De schillenmethode is een ontwerpprincipe waarbij ziekenhuisfuncties gestructureerd en gegroepeerd worden volgens vier componenten: de hotfloor (chirurgisch platform), het hotel (verpleegeenheden), het kantoor (consultaties) en de fabriek (labo, …). “In de meeste projecten kunnen we die vier zones heel gericht op een opengespreid canvas schikken, zodat elke functie een optimale accommodatie krijgt – met aandacht voor de onderlinge aansluiting en beperking van loopafstanden – en volledig volgens zijn eigen behoeftes en principes georganiseerd en vormgegeven kan worden. In ZNA Cadix maken we weliswaar nog steeds het onderscheid tussen die vier zones, maar moesten de functies noodgedwongen verticaal gestapeld worden. Het gevolg was dat ook het structurele grid overal gelijk moest zijn. Dat vroeg van onze kant, bijvoorbeeld voor de organisatie van technieken, toch enige aanpassing. Al winnen we door de universele modulemaat van 8,10 m natuurlijk wel heel wat flexibiliteit. We weten intussen immers perfect hoe elke functie binnen dat grid ingepast kan worden. Moet een van de landschapskantoren morgen tot een polikliniek omgevormd worden, dan kunnen we dat snel en duurzaam oplossen.”
Concreet bevinden zich in de plint van het gebouw, vanaf niveau +1, alle poliklinische activiteiten met onder meer consultatieruimtes, kenniscentra en medisch-technische diensten. In het L-vormig volume dat zich bovenop die plint bevindt, zijn de verpleegeenheden ondergebracht. Nog eens daarbovenop ligt het administratief blok. De spoedafdeling, medische beeldvorming, keuken, parking en andere logistieke functies bevinden zich ondergronds. Debacker: “Om de circulatie tussen al deze verschillende lagen vlot te doen verlopen werden verschillende matrices ontwikkeld, rekening houdende met zowel de horizontale loopafstanden als de verticale reistijden. Vooral de verbinding tussen spoedafdeling, medische beeldvorming, operatiekwartier en intensieve zorgen was kritisch. Daarom zijn er naast de centrale personenliften nog een prioritaire medische ‘hotline’ en verschillende batterijen met logistieke liften voorzien, verspreid over de vleugels van het ziekenhuis.”

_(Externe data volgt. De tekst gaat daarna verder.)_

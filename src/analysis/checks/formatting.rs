//! Formatting check: date consistency, bullet usage and section headers

use super::{AtsCheck, CheckOutcome, ScoreCard};
use crate::analysis::result::{Impact, IssueCategory, IssueType};
use crate::analysis::text::ResumeText;
use crate::model::{Experience, ResumeData};
use std::collections::HashSet;

const BASE_SCORE: i32 = 90;
const DATE_FORMAT_PENALTY: i32 = 10;
const BULLET_PENALTY: i32 = 15;
const HEADER_PENALTY: i32 = 10;

/// Coarse shape of a duration string
#[derive(Debug, Clone, Copy, PartialEq, Eq, Hash)]
pub enum DateStyle {
    Empty,
    Dash,
    To,
    Other,
}

impl DateStyle {
    pub fn of(duration: &str) -> Self {
        if duration.trim().is_empty() {
            DateStyle::Empty
        } else if duration.contains('-') {
            DateStyle::Dash
        } else if duration.contains("to") {
            DateStyle::To
        } else {
            DateStyle::Other
        }
    }
}

pub struct FormattingCheck;

impl FormattingCheck {
    fn has_consistent_dates(experience: &[Experience]) -> bool {
        let styles: HashSet<DateStyle> = experience
            .iter()
            .map(|exp| DateStyle::of(&exp.duration))
            .collect();
        styles.len() <= 1
    }

    fn uses_bullet_points(experience: &[Experience]) -> bool {
        experience.iter().any(|exp| exp.description.len() > 1)
    }

    /// Resumes are rendered from fixed templates, so headers are always standard.
    fn has_standard_headers(_resume: &ResumeData) -> bool {
        true
    }
}

impl AtsCheck for FormattingCheck {
    fn category(&self) -> IssueCategory {
        IssueCategory::Formatting
    }

    fn run(&self, resume: &ResumeData, _text: &ResumeText) -> CheckOutcome {
        let mut card = ScoreCard::new(self.category(), BASE_SCORE);

        if !Self::has_consistent_dates(&resume.experience) {
            card.penalize(
                DATE_FORMAT_PENALTY,
                IssueType::Warning,
                "Inconsistent Date Format",
                "Your experience entries mix different date formats, which can confuse ATS date parsing.",
                "Use a single format for every entry, for example \"Jan 2020 - Mar 2023\".",
                Impact::Low,
            );
        }

        if Self::uses_bullet_points(&resume.experience) {
            card.pass("Experience descriptions use bullet points");
        } else {
            card.penalize(
                BULLET_PENALTY,
                IssueType::Suggestion,
                "Use Bullet Points",
                "Experience descriptions are written as single blocks of text. ATS systems and recruiters scan bullet points more easily.",
                "Split each role into 3-5 bullet points, each starting with an action verb.",
                Impact::Medium,
            );
        }

        if Self::has_standard_headers(resume) {
            card.pass("Standard section headers used");
        } else {
            card.penalize(
                HEADER_PENALTY,
                IssueType::Warning,
                "Non-Standard Section Headers",
                "Some section headers are not recognized by common ATS parsers.",
                "Use conventional headers such as Experience, Education, Skills and Projects.",
                Impact::Medium,
            );
        }

        card.finish()
    }
}
//! ATS compatibility analyzer library

pub mod analysis;
pub mod cli;
pub mod config;
pub mod error;
pub mod input;
pub mod model;
pub mod output;

pub use analysis::{analyze, AnalysisResult, AtsAnalyzer};
pub use config::Config;
pub use error::{AtsError, Result};
pub use model::ResumeData;
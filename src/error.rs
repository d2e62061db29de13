//! Compilation errors. Every variant carries the field-name chain from the
//! root so the offending node can be located in the authored literal.
use std::fmt;
use thiserror::Error;

pub type Result<T, E = CompileError> = std::result::Result<T, E>;

// ————————————————————————————————————————————————————————————————————————————
// FIELD PATH
// ————————————————————————————————————————————————————————————————————————————

/// Authored field names walked from the root, e.g. `foo.bar.baz`.
#[derive(Debug, Clone, Default, PartialEq, Eq, Hash)]
pub struct FieldPath(Vec<String>);

impl FieldPath {
    pub fn root() -> Self {
        Self::default()
    }
    pub fn child(&self, field: &str) -> Self {
        let mut segments = self.0.clone();
        segments.push(field.to_string());
        Self(segments)
    }
    pub fn segments(&self) -> &[String] {
        &self.0
    }
    pub fn is_root(&self) -> bool {
        self.0.is_empty()
    }
}

impl fmt::Display for FieldPath {
    fn fmt(&self, f: &mut fmt::Formatter<'_>) -> fmt::Result {
        if self.0.is_empty() {
            return f.write_str("<root>");
        }
        f.write_str(&self.0.join("."))
    }
}

impl<S: Into<String>> FromIterator<S> for FieldPath {
    fn from_iter<I: IntoIterator<Item = S>>(iter: I) -> Self {
        Self(iter.into_iter().map(Into::into).collect())
    }
}

// ————————————————————————————————————————————————————————————————————————————
// ERRORS
// ————————————————————————————————————————————————————————————————————————————

#[derive(Debug, Clone, PartialEq, Eq, Error)]
pub enum CompileError {
    /// A node carries a data-type marker alongside authored fields (or two markers).
    #[error("ambiguous node at `{path}`: {detail}")]
    AmbiguousNode { path: FieldPath, detail: String },

    #[error("array at `{path}` must wrap exactly one element shape, found {len}")]
    InvalidArrayShape { path: FieldPath, len: usize },

    #[error("array at `{path}` wraps another array; nested arrays are not supported")]
    NestedArray { path: FieldPath },

    #[error("unrecognized data type at `{path}`: {detail}")]
    UnrecognizedDataType { path: FieldPath, detail: String },

    #[error("type name `{name}` synthesized at `{path}` collides with a different definition first named at `{first}`")]
    TypeNameCollision { name: String, path: FieldPath, first: FieldPath },

    #[error("field `{field}` appears twice in type `{type_name}` (at `{path}`)")]
    DuplicateField { field: String, type_name: String, path: FieldPath },

    #[error("invalid type name `{name}` at `{path}`")]
    InvalidTypeName { name: String, path: FieldPath },

    #[error("reserved key `{key}` at `{path}`")]
    ReservedKey { key: String, path: FieldPath },

    #[error("invalid root: {detail}")]
    InvalidRoot { detail: String },
}

impl CompileError {
    /// Stable variant name, used by golden fixtures (`error.txt`).
    pub fn kind(&self) -> &'static str {
        match self {
            Self::AmbiguousNode { .. } => "AmbiguousNode",
            Self::InvalidArrayShape { .. } => "InvalidArrayShape",
            Self::NestedArray { .. } => "NestedArray",
            Self::UnrecognizedDataType { .. } => "UnrecognizedDataType",
            Self::TypeNameCollision { .. } => "TypeNameCollision",
            Self::DuplicateField { .. } => "DuplicateField",
            Self::InvalidTypeName { .. } => "InvalidTypeName",
            Self::ReservedKey { .. } => "ReservedKey",
            Self::InvalidRoot { .. } => "InvalidRoot",
        }
    }

    /// Location of the offending node, if the error has one.
    pub fn path(&self) -> Option<&FieldPath> {
        match self {
            Self::AmbiguousNode { path, .. }
            | Self::InvalidArrayShape { path, .. }
            | Self::NestedArray { path }
            | Self::UnrecognizedDataType { path, .. }
            | Self::TypeNameCollision { path, .. }
            | Self::DuplicateField { path, .. }
            | Self::InvalidTypeName { path, .. }
            | Self::ReservedKey { path, .. } => Some(path),
            Self::InvalidRoot { .. } => None,
        }
    }
}

#[cfg(test)]
mod tests {
    use super::*;

    #[test]
    fn field_path_display() {
        assert_eq!(FieldPath::root().to_string(), "<root>");
        let p = FieldPath::root().child("foo").child("bar");
        assert_eq!(p.to_string(), "foo.bar");
        assert_eq!(p, ["foo", "bar"].into_iter().collect::<FieldPath>());
    }

    #[test]
    fn error_messages_carry_path() {
        let err = CompileError::AmbiguousNode {
            path: FieldPath::root().child("foo"),
            detail: "leaf marker `$ref` next to field `bar`".into(),
        };
        assert_eq!(err.kind(), "AmbiguousNode");
        assert!(err.to_string().contains("`foo`"));
        assert_eq!(err.path().map(|p| p.to_string()).as_deref(), Some("foo"));
    }
}
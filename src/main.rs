pub mod cli;

use tracing_subscriber::EnvFilter;

fn main() {
    tracing_subscriber::fmt()
        .with_env_filter(EnvFilter::try_from_default_env().unwrap_or_else(|_| EnvFilter::new("warn")))
        .with_writer(std::io::stderr)
        .init();

    let command_line_interface = cli::CommandLineInterface::load();
    if let Err(error) = command_line_interface.run() {
        use colored::Colorize;
        eprintln!("{} {error:#}", "error:".red().bold());
        std::process::exit(1);
    }
}
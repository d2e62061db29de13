//! Minimal CLI: literal → (schema | binding paths)
use std::path::{Path, PathBuf};

use anyhow::{Context, Result, anyhow, bail};
use clap::{Args, Parser, Subcommand};
use rayon::prelude::*;
use schemabind::{Config, SchemaNode};
use serde_json::Value;
use tracing::{debug, info};

// ————————————————————————————————————————————————————————————————————————————
// TYPES
// ————————————————————————————————————————————————————————————————————————————

/// compile nested schema literals into a flat type graph, or render binding paths into them
#[derive(Parser, Debug)]
pub struct CommandLineInterface {
    /// JSON config file (naming suffix, binding style); defaults apply when omitted
    #[arg(long, global = true)]
    config: Option<PathBuf>,

    #[command(subcommand)]
    cmd: Command,
}

#[derive(Subcommand, Debug)]
enum Command {
    /// compile and print the schema (type name → definition)
    Compile(CompileOut),
    /// render the plain path, template value and back reference for a field chain
    Bind(BindOut),
}

#[derive(Args, Debug, Clone)]
struct InputSettings {
    /// JSON Pointer to select the literal inside each document (e.g. /schema)
    #[arg(long)]
    json_pointer: Option<String>,

    /// One or more inputs. May be literal paths or quoted glob patterns
    #[arg(long, short, num_args = 1.., required = true)]
    input: Vec<String>,
}

#[derive(clap::Parser, Debug)]
struct CompileOut {
    #[command(flatten)]
    input_settings: InputSettings,

    /// output .json file (stdout if omitted)
    #[arg(short, long)]
    out: Option<PathBuf>,
}

#[derive(clap::Parser, Debug)]
struct BindOut {
    #[command(flatten)]
    input_settings: InputSettings,

    /// dotted chain of authored field names, e.g. orders.lines.sku
    path: String,

    /// pin the wildcard closest to the end of the path (e.g. `orders.lines.sku --index 3` → `orders[*].lines[3].sku`)
    #[arg(long)]
    index: Option<usize>,
}

// ————————————————————————————————————————————————————————————————————————————
// IMPLEMENTATION
// ————————————————————————————————————————————————————————————————————————————

impl InputSettings {
    fn load_documents(&self) -> Result<Vec<(PathBuf, Value)>> {
        let source_paths = resolve_file_path_patterns(&self.input)?;
        let mut out = Vec::with_capacity(source_paths.len());
        for source_path in source_paths {
            let source = std::fs::read_to_string(&source_path)
                .with_context(|| format!("failed to read source file {}", source_path.display()))?;
            let json_value = serde_json::from_str::<Value>(&source)
                .with_context(|| format!("failed to parse JSON source file {}", source_path.display()))?;
            let json_value = match self.json_pointer.as_deref() {
                None => json_value,
                Some(pointer) => json_value
                    .pointer(pointer)
                    .cloned()
                    .ok_or_else(|| anyhow!("JSON pointer {pointer} not found in {}", source_path.display()))?,
            };
            debug!(path = %source_path.display(), "loaded document");
            out.push((source_path, json_value));
        }
        Ok(out)
    }
}

impl CommandLineInterface {
    pub fn load() -> Self {
        Self::parse()
    }

    pub fn run(&self) -> Result<()> {
        let config = self.load_config()?;
        match &self.cmd {
            Command::Compile(target) => emit(target.out.as_deref(), &target.render(&config)?),
            Command::Bind(target) => emit(None, &target.render(&config)?),
        }
    }

    fn load_config(&self) -> Result<Config> {
        match self.config.as_deref() {
            Some(path) => Config::load(path).map_err(|e| anyhow!(e)),
            None => Ok(Config::default()),
        }
    }
}

impl CompileOut {
    /// Pretty JSON: the schema itself for one input, otherwise schemas keyed by input path.
    fn render(&self, config: &Config) -> Result<String> {
        let documents = self.input_settings.load_documents()?;
        info!(count = documents.len(), "compiling documents");

        // Each compilation owns its state; run them side by side.
        let schemas = documents
            .par_iter()
            .map(|(path, value)| {
                schemabind::compile_value(value, &config.naming)
                    .with_context(|| format!("failed to compile {}", path.display()))
            })
            .collect::<Result<Vec<_>>>()?;

        let output = match schemas.as_slice() {
            [single] => single.to_json()?,
            _ => {
                let mut keyed = serde_json::Map::new();
                for ((path, _), schema) in documents.iter().zip(&schemas) {
                    keyed.insert(path.to_string_lossy().to_string(), schema.to_json()?);
                }
                Value::Object(keyed)
            }
        };
        Ok(serde_json::to_string_pretty(&output)?)
    }
}

impl BindOut {
    fn render(&self, config: &Config) -> Result<String> {
        let documents = self.input_settings.load_documents()?;
        let [(path, value)] = documents.as_slice() else {
            bail!("`bind` takes exactly one input, got {}", documents.len());
        };
        let root = SchemaNode::from_value(value)
            .with_context(|| format!("failed to parse schema literal in {}", path.display()))?;
        let mut proxy = schemabind::make_proxy_with(&root, &config.binding).walk(&self.path);
        if let Some(index) = self.index {
            proxy = proxy
                .pin_last_wildcard(index)
                .ok_or_else(|| anyhow!("`--index {index}`: `{}` crosses no array field", proxy.path()))?;
        }
        Ok(format!(
            "path:           {}\ntemplate:       {}\nback reference: {}",
            proxy.path(),
            proxy.template(),
            proxy.back_reference()
        ))
    }
}

// ————————————————————————————————————————————————————————————————————————————
// INTERNAL HELPERS
// ————————————————————————————————————————————————————————————————————————————

fn emit(out: Option<&Path>, src: &str) -> Result<()> {
    match out {
        Some(out) => {
            if let Some(parent) = out.parent() {
                std::fs::create_dir_all(parent)?;
            }
            std::fs::write(out, src).with_context(|| format!("failed to write {}", out.display()))
        }
        None => {
            println!("{src}");
            Ok(())
        }
    }
}

fn resolve_file_path_patterns<I>(patterns: I) -> Result<Vec<PathBuf>>
where
    I: IntoIterator,
    I::Item: AsRef<str>,
{
    fn has_glob_chars(s: &str) -> bool {
        s.bytes().any(|b| matches!(b, b'*' | b'?' | b'[' | b'{'))
    }

    let mut out = Vec::<PathBuf>::new();

    for raw in patterns {
        let pattern = raw.as_ref();

        if has_glob_chars(pattern) {
            let mut matched = glob::glob(pattern)?.collect::<Result<Vec<_>, _>>()?;
            if matched.is_empty() {
                // Explicit glob that matched nothing is almost always a typo.
                bail!("glob pattern matched no files: {pattern}");
            }
            matched.sort();
            out.append(&mut matched);
        } else {
            out.push(PathBuf::from(pattern));
        }
    }

    Ok(out)
}

// ————————————————————————————————————————————————————————————————————————————
// TESTS
// ————————————————————————————————————————————————————————————————————————————
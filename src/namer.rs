//! Type naming.
//!
//! A synthesized type takes its name from the field that holds it, title-cased
//! with the configured suffix (`bar` → `BarType`). An explicit override on the
//! node replaces the field name both in the type name and in the parent entry.
//!
//! [`NameTable`] tracks which names a single compilation has handed out. It is
//! owned by that compilation; nothing is shared between runs.
use std::collections::HashMap;

use once_cell::sync::Lazy;
use regex::Regex;

use crate::config::NamingConfig;
use crate::error::{CompileError, FieldPath, Result};
use crate::node::ObjectNode;
use crate::schema::TypeDefinition;

/// Overrides and synthesized type names must both be identifiers.
static IDENT_RX: Lazy<Regex> = Lazy::new(|| Regex::new(r"^[\p{L}_][\p{L}\p{N}_]*$").expect("static regex"));

/// Result of naming an object node held by a field.
#[derive(Debug, Clone, PartialEq, Eq)]
pub struct AssignedName {
    /// Key used for the entry in the parent definition.
    pub entry_name: String,
    /// Name of the synthesized type.
    pub type_name: String,
}

#[derive(Debug, Clone)]
pub struct TypeNamer<'c> {
    config: &'c NamingConfig,
}

impl<'c> TypeNamer<'c> {
    pub fn new(config: &'c NamingConfig) -> Self {
        Self { config }
    }

    /// Name for `node`, held by the last segment of `path`.
    pub fn name_for(&self, node: &ObjectNode, path: &FieldPath) -> Result<AssignedName> {
        let field = path.segments().last().map(String::as_str).unwrap_or_default();
        let entry_name = match &node.name {
            None => field,
            Some(name) if IDENT_RX.is_match(name) => name.as_str(),
            Some(name) => return Err(CompileError::InvalidTypeName { name: name.clone(), path: path.clone() }),
        };
        let type_name = self.type_name(entry_name);
        if !IDENT_RX.is_match(&type_name) {
            return Err(CompileError::InvalidTypeName { name: type_name, path: path.clone() });
        }
        Ok(AssignedName { entry_name: entry_name.to_string(), type_name })
    }

    pub fn type_name(&self, base: &str) -> String {
        let mut out = title_case(base);
        out.push_str(&self.config.type_suffix);
        out
    }
}

/// `bar` → `Bar`, `line_items` → `LineItems`, `fooBar` → `FooBar`.
pub fn title_case(s: &str) -> String {
    s.split(|c: char| c == '_' || c == '-' || c == '.' || c.is_whitespace())
        .filter(|part| !part.is_empty())
        .map(|part| {
            let mut chars = part.chars();
            match chars.next() {
                Some(first) => first.to_uppercase().chain(chars).collect::<String>(),
                None => String::new(),
            }
        })
        .collect()
}

// ————————————————————————————————————————————————————————————————————————————
// COLLISIONS
// ————————————————————————————————————————————————————————————————————————————

#[derive(Debug, Clone)]
struct Claim {
    first: FieldPath,
    /// Definition is still being compiled (we are somewhere inside it).
    open: bool,
}

#[derive(Debug, Default)]
pub struct NameTable {
    claims: HashMap<String, Claim>,
}

impl NameTable {
    pub fn new() -> Self {
        Self::default()
    }

    /// Reserve `name` before compiling its body. Reopening a name that is
    /// still open means the node would contain itself: always a collision.
    /// Returns `true` when the name is new.
    pub fn open(&mut self, name: &str, path: &FieldPath) -> Result<bool> {
        match self.claims.get(name) {
            None => {
                self.claims.insert(name.to_string(), Claim { first: path.clone(), open: true });
                Ok(true)
            }
            Some(Claim { first, open: true }) => Err(CompileError::TypeNameCollision {
                name: name.to_string(),
                path: path.clone(),
                first: first.clone(),
            }),
            Some(Claim { open: false, .. }) => Ok(false),
        }
    }

    /// Mark a newly opened name as finished.
    pub fn close(&mut self, name: &str) {
        if let Some(claim) = self.claims.get_mut(name) {
            claim.open = false;
        }
    }

    /// Compare a second definition under an already closed name. Structurally
    /// equal definitions share the name; anything else collides.
    pub fn check_shared(
        &self,
        name: &str,
        existing: &TypeDefinition,
        candidate: &TypeDefinition,
        path: &FieldPath,
    ) -> Result<()> {
        if existing == candidate {
            return Ok(());
        }
        let first = self.claims.get(name).map(|c| c.first.clone()).unwrap_or_default();
        Err(CompileError::TypeNameCollision { name: name.to_string(), path: path.clone(), first })
    }
}

// ————————————————————————————————————————————————————————————————————————————
// TESTS
// ————————————————————————————————————————————————————————————————————————————
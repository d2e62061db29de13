//! Binding proxies: lazy path references mirroring the authored tree.
//!
//! A proxy is a cursor over the authored shape plus the path walked so far.
//! Descending is O(1): the path is a persistent chain of `Arc` links shared
//! with the parent proxy, and the shape lookup touches a single map entry.
//! Nothing is rendered until one of the materializers runs.
//!
//! Proxies never check a path against the compiled schema. Unknown names are
//! accepted and rendered as written.
use std::fmt;
use std::sync::Arc;

use once_cell::sync::Lazy;
use serde::Serialize;

use crate::config::BindingStyle;
use crate::node::SchemaNode;

static DEFAULT_STYLE: Lazy<BindingStyle> = Lazy::new(BindingStyle::default);

// ————————————————————————————————————————————————————————————————————————————
// TYPES
// ————————————————————————————————————————————————————————————————————————————

#[derive(Debug, Clone, Copy, PartialEq, Eq, Hash)]
pub enum Slot {
    /// Any element of an array field.
    Wildcard,
    Index(usize),
}

#[derive(Debug, Clone, PartialEq, Eq, Hash)]
pub enum Segment {
    Field(String),
    Slot(Slot),
}

#[derive(Debug)]
struct Link {
    segment: Segment,
    parent: Option<Arc<Link>>,
}

// Unlink iteratively so very deep chains don't recurse on drop.
impl Drop for Link {
    fn drop(&mut self) {
        let mut next = self.parent.take();
        while let Some(link) = next {
            match Arc::try_unwrap(link) {
                Ok(mut inner) => next = inner.parent.take(),
                Err(_) => break,
            }
        }
    }
}

#[derive(Debug, Clone)]
pub struct BindingProxy<'a> {
    /// Authored node at this position, when the path is still inside the tree.
    shape: Option<&'a SchemaNode>,
    tail: Option<Arc<Link>>,
    style: &'a BindingStyle,
}

/// A path wrapped for embedding in template content, e.g. `{{foo.bar}}`.
/// Serializes as a plain string.
#[derive(Debug, Clone, PartialEq, Eq, Hash, Serialize)]
#[serde(transparent)]
pub struct TemplateValue(String);

impl TemplateValue {
    pub fn as_str(&self) -> &str {
        &self.0
    }
    pub fn into_inner(self) -> String {
        self.0
    }
}

impl fmt::Display for TemplateValue {
    fn fmt(&self, f: &mut fmt::Formatter<'_>) -> fmt::Result {
        f.write_str(&self.0)
    }
}

impl AsRef<str> for TemplateValue {
    fn as_ref(&self) -> &str {
        &self.0
    }
}

// ————————————————————————————————————————————————————————————————————————————
// CONSTRUCTION
// ————————————————————————————————————————————————————————————————————————————

/// Root proxy over `root` with the default rendering style.
pub fn make_proxy(root: &SchemaNode) -> BindingProxy<'_> {
    make_proxy_with(root, &DEFAULT_STYLE)
}

pub fn make_proxy_with<'a>(root: &'a SchemaNode, style: &'a BindingStyle) -> BindingProxy<'a> {
    BindingProxy { shape: Some(root), tail: None, style }
}

impl<'a> BindingProxy<'a> {
    /// Descend by authored field name.
    ///
    /// A known child carrying a name override renders under the override, the
    /// same key the compiled parent entry uses. Array-shaped children append
    /// a wildcard slot and continue with the element shape.
    pub fn field(&self, name: &str) -> BindingProxy<'a> {
        let child = match self.shape {
            Some(SchemaNode::Object(obj)) => obj.get(name),
            _ => None,
        };
        let (element, is_array) = match child {
            Some(SchemaNode::Array(elems)) => (elems.first(), true),
            other => (other, false),
        };
        let rendered = match element {
            Some(SchemaNode::Object(obj)) => obj.name.as_deref().unwrap_or(name),
            _ => name,
        };

        let mut tail = push(&self.tail, Segment::Field(rendered.to_string()));
        if is_array {
            tail = push(&tail, Segment::Slot(Slot::Wildcard));
        }
        BindingProxy { shape: element, tail, style: self.style }
    }

    /// Pin an array position. Replaces a trailing wildcard, otherwise appends
    /// (`foo.at(0).at(1)` → `foo[0][1]`).
    pub fn at(&self, index: usize) -> BindingProxy<'a> {
        let segment = Segment::Slot(Slot::Index(index));
        match &self.tail {
            Some(link) if link.segment == Segment::Slot(Slot::Wildcard) => BindingProxy {
                shape: self.shape,
                tail: push(&link.parent, segment),
                style: self.style,
            },
            _ => {
                let shape = match self.shape {
                    Some(SchemaNode::Array(elems)) => elems.first(),
                    other => other,
                };
                BindingProxy { shape, tail: push(&self.tail, segment), style: self.style }
            }
        }
    }

    /// Pin the wildcard closest to the end of the path, wherever it sits:
    /// `orders[*].lines[*].sku` → `orders[*].lines[3].sku`. `None` when the
    /// path has no wildcard. Segments after the slot are re-linked; the ones
    /// before it stay shared.
    pub fn pin_last_wildcard(&self, index: usize) -> Option<BindingProxy<'a>> {
        let mut after = Vec::new();
        let mut cursor = self.tail.as_ref();
        while let Some(link) = cursor {
            if link.segment == Segment::Slot(Slot::Wildcard) {
                let mut tail = push(&link.parent, Segment::Slot(Slot::Index(index)));
                for segment in after.into_iter().rev() {
                    tail = push(&tail, segment);
                }
                return Some(BindingProxy { shape: self.shape, tail, style: self.style });
            }
            after.push(link.segment.clone());
            cursor = link.parent.as_ref();
        }
        None
    }

    /// Descend a dotted chain of authored field names: `walk("a.b.c")`.
    pub fn walk(&self, dotted: &str) -> BindingProxy<'a> {
        dotted
            .split('.')
            .filter(|s| !s.is_empty())
            .fold(self.clone(), |proxy, name| proxy.field(name))
    }

    /// Authored node at this position, if the path is still inside the tree.
    pub fn shape(&self) -> Option<&'a SchemaNode> {
        self.shape
    }

    pub fn is_root(&self) -> bool {
        self.tail.is_none()
    }

    pub fn depth(&self) -> usize {
        self.links().count()
    }

    /// Segments from the root, in walk order.
    pub fn segments(&self) -> Vec<Segment> {
        let mut out: Vec<Segment> = self.links().map(|l| l.segment.clone()).collect();
        out.reverse();
        out
    }

    fn links(&self) -> impl Iterator<Item = &Link> {
        std::iter::successors(self.tail.as_deref(), |link| link.parent.as_deref())
    }

    // ---------------------------- Materializers ---------------------------- //

    /// `foo.bar[*].baz`; the root renders as an empty string.
    pub fn path(&self) -> String {
        let mut segments: Vec<&Segment> = self.links().map(|l| &l.segment).collect();
        segments.reverse();

        let mut out = String::new();
        for segment in segments {
            match segment {
                Segment::Field(name) => {
                    if !out.is_empty() {
                        out.push_str(&self.style.separator);
                    }
                    out.push_str(name);
                }
                Segment::Slot(Slot::Wildcard) => {
                    out.push('[');
                    out.push_str(&self.style.wildcard);
                    out.push(']');
                }
                Segment::Slot(Slot::Index(ix)) => {
                    out.push('[');
                    out.push_str(&ix.to_string());
                    out.push(']');
                }
            }
        }
        out
    }

    /// `{{foo.bar}}`
    pub fn template(&self) -> TemplateValue {
        let style = self.style;
        TemplateValue(format!("{}{}{}", style.template_open, self.path(), style.template_close))
    }

    /// `$.foo.bar`; the root renders as the bare prefix.
    pub fn back_reference(&self) -> String {
        let path = self.path();
        let prefix = &self.style.back_reference_prefix;
        if path.is_empty() {
            prefix.clone()
        } else {
            format!("{prefix}{}{path}", self.style.separator)
        }
    }
}

fn push(parent: &Option<Arc<Link>>, segment: Segment) -> Option<Arc<Link>> {
    Some(Arc::new(Link { segment, parent: parent.clone() }))
}

impl fmt::Display for BindingProxy<'_> {
    fn fmt(&self, f: &mut fmt::Formatter<'_>) -> fmt::Result {
        f.write_str(&self.path())
    }
}

impl PartialEq for BindingProxy<'_> {
    fn eq(&self, other: &Self) -> bool {
        self.style == other.style && self.segments() == other.segments()
    }
}

// ————————————————————————————————————————————————————————————————————————————
// TESTS
// ————————————————————————————————————————————————————————————————————————————
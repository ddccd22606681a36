// SPDX-License-Identifier: PolyForm-Noncommercial-1.0.0
// Copyright (c) 2025 Sylvex. All rights reserved.

//! # ward-config
//!
//! Configuration management for ward.
//!
//! ## Features
//!
//! - **Schema Definition**: data layout, scope names, mirrors, sync and logging
//! - **Multi-Format Support**: YAML, TOML, and JSON configuration files
//! - **Environment Overrides**: override config values via `WARD_*` variables
//!
//! ## Quick Start
//!
//! ```no_run
//! use ward_config::loader::load_config;
//!
//! let config = load_config("ward.yaml").unwrap();
//!
//! println!("Default scope: {}", config.scopes.default);
//! println!("Mirrors: {}", config.mirrors.len());
//! ```
//!
//! ## Environment Variables
//!
//! ```text
//! WARD_DATA_ROOT=/srv/ward
//! WARD_DEFAULT_SCOPE=lobby
//! WARD_LOG_LEVEL=debug
//! WARD_SYNC_OVERWRITE=true
//! ```
//!
//! Values in config files can reference environment variables:
//!
//! ```yaml
//! data:
//!   root: "${WARD_HOME:./data}"
//! ```

#![warn(missing_docs)]
#![deny(unsafe_code)]

// =============================================================================
// Modules
// =============================================================================

pub mod error;
pub mod loader;
pub mod schema;

// =============================================================================
// Re-exports
// =============================================================================

pub use error::{ConfigError, ConfigResult};
pub use loader::{load_config, load_config_str, ConfigFormat, ConfigLoader, ConfigLoaderBuilder};
pub use schema::{
    DataConfig, LogFormat, LogLevel, LoggingConfig, MirrorEntry, MirrorKind, MirrorSpec,
    ScopesConfig, SyncConfig, WardConfig,
};

/// Crate version
pub const VERSION: &str = env!("CARGO_PKG_VERSION");

/// Crate name
pub const NAME: &str = env!("CARGO_PKG_NAME");

#[cfg(test)]
mod tests {
    use super::*;

    #[test]
    fn test_name() {
        assert_eq!(NAME, "ward-config");
    }
}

Opmerkelijk is nog dat de kelderverdiepingen zich verder uitstrekken dan de footprint van het ziekenhuis alleen. “De ondergrondse lagen vormen de verbinding tussen alle bovengrondse ontwikkelingen. Zo zal de parking bijvoorbeeld ook dienstdoen voor de woontorens die het ziekenhuis zullen flankeren. In de kelder zijn daarvoor reeds alle voorbereidingen getroffen.”
Healing environment
Het programma van ZNA Cadix ontplooit zich uiteindelijk over twintig bovengrondse en twee ondergrondse verdiepingen. “Nochtans waren er initieel ook voorstellen die minder hoog waren”, herinnert Johannes Robbrecht zich. “In die eerste ontwerpen was de plint echter bijzonder massief, terwijl onze ambitie net was om een heel luchtig gebouw te ontwerpen. De toevoeging van extra hoogte liet ons toe om op diverse plaatsen in het volume massa weg te halen en zo licht en lucht tot diep in het gebouw te brengen.”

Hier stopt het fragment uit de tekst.